Kentucky Route 418 (KY 418) is a  state highway in the U.S. state of Kentucky. The highway connects mostly rural areas of Clark County with Lexington.

Route description

Fayette County
KY 418 begins at an intersection with US 25/US 421 (Old Richmond Road / Richmond Road) in the southeastern part of Lexington, within Fayette County. This intersection is on the southwestern edge of Jacobson Park. It travels to the southeast and passes Athens Golf Center and Edythe J. Hayes Middle School. After an interchange with Interstate 75 (I-75), it passes the Athens Ball Field Complex. It then enters the Athens neighborhood of the city, where it intersects KY 1973 (Cleveland Road). The highway then crosses over Boone Creek, where it leaves Lexington and enters Clark County.

Jacobson Park
Near Route 418 there is a park that has been around for ages named Jacobson Park. This is a 216 acre park located in east Lexington. The park includes a reserve used by the Kentucky American Water Company and Lakeside Golf Course. There are several basketball courts up the hill as you enter deep into the park along with an eight acre dog park to the right of the lake. There are also seven shelters and four volleyball courts.
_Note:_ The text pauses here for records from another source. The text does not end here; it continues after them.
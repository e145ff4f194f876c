// Image lookup collaborator: Unsplash-backed source with a bounded timeout
use anyhow::{Context, Result};
use async_trait::async_trait;
use serde::Deserialize;
use std::time::Duration;

/// Configuration for the image lookup client.
#[derive(Debug, Clone)]
pub struct ImageConfig {
    pub base_url: String,
    pub access_key: String,
    /// Whole-request timeout; a slow lookup degrades to "no image" instead
    /// of stalling plan assembly.
    pub timeout: Duration,
}

impl Default for ImageConfig {
    fn default() -> Self {
        Self {
            base_url: "https://api.unsplash.com".to_string(),
            access_key: String::new(),
            timeout: Duration::from_secs(5),
        }
    }
}

/// Resolves a short title string to an image URL.
///
/// Returns `None` when nothing was found; transport and decoding errors are
/// indistinguishable from "no image found" and never reach the caller.
#[async_trait]
pub trait ImageSource: Send + Sync {
    async fn find_image(&self, query: &str) -> Option<String>;
}

// Response body of GET /photos/random
#[derive(Debug, Deserialize)]
struct RandomPhoto {
    urls: PhotoUrls,
}

#[derive(Debug, Deserialize)]
struct PhotoUrls {
    small: String,
}

pub struct UnsplashImageSource {
    client: reqwest::Client,
    config: ImageConfig,
}

impl UnsplashImageSource {
    pub fn new(config: ImageConfig) -> Result<Self> {
        let client = reqwest::Client::builder()
            .timeout(config.timeout)
            .build()
            .context("Failed to build image lookup HTTP client")?;
        Ok(Self { client, config })
    }

    async fn fetch(&self, query: &str) -> Result<String> {
        let url = format!("{}/photos/random", self.config.base_url);
        let response = self
            .client
            .get(&url)
            .query(&[
                ("query", query),
                ("orientation", "landscape"),
                ("client_id", self.config.access_key.as_str()),
            ])
            .send()
            .await
            .context("Image lookup request failed")?
            .error_for_status()
            .context("Image lookup returned an error status")?;

        let photo: RandomPhoto = response
            .json()
            .await
            .context("Failed to decode image lookup response")?;
        Ok(photo.urls.small)
    }
}

#[async_trait]
impl ImageSource for UnsplashImageSource {
    async fn find_image(&self, query: &str) -> Option<String> {
        match self.fetch(query).await {
            Ok(url) => Some(url),
            Err(error) => {
                tracing::debug!(query, error = %error, "image lookup failed, treating as no image");
                None
            }
        }
    }
}

/// Source that never finds an image. Lets the planner run without an image
/// backend configured.
pub struct NullImageSource;

#[async_trait]
impl ImageSource for NullImageSource {
    async fn find_image(&self, _query: &str) -> Option<String> {
        None
    }
}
Prior to the old playground that once stood there since the 1990s, Jacobson Park has built a new one that includes many features. There are new play areas designed for kids under 2 years of age which is a first for any Lexington park. The new park also has several areas connected by paths using compressed rubber. This makes it easier for kids and adults with disabilities to access the playground. The previous wooden structure was not handicap-accessible. The old playground itself was very popular, so $490,000 was needed to fund for this due to that. Now every area in the park can be used by anybody since it is newly restored. All of the old park playgrounds had termites and bug problems while some of the equipment was not safe to use so that is why it has been decided to be redone. The newly redone park had its grand opening on August 2, 2016.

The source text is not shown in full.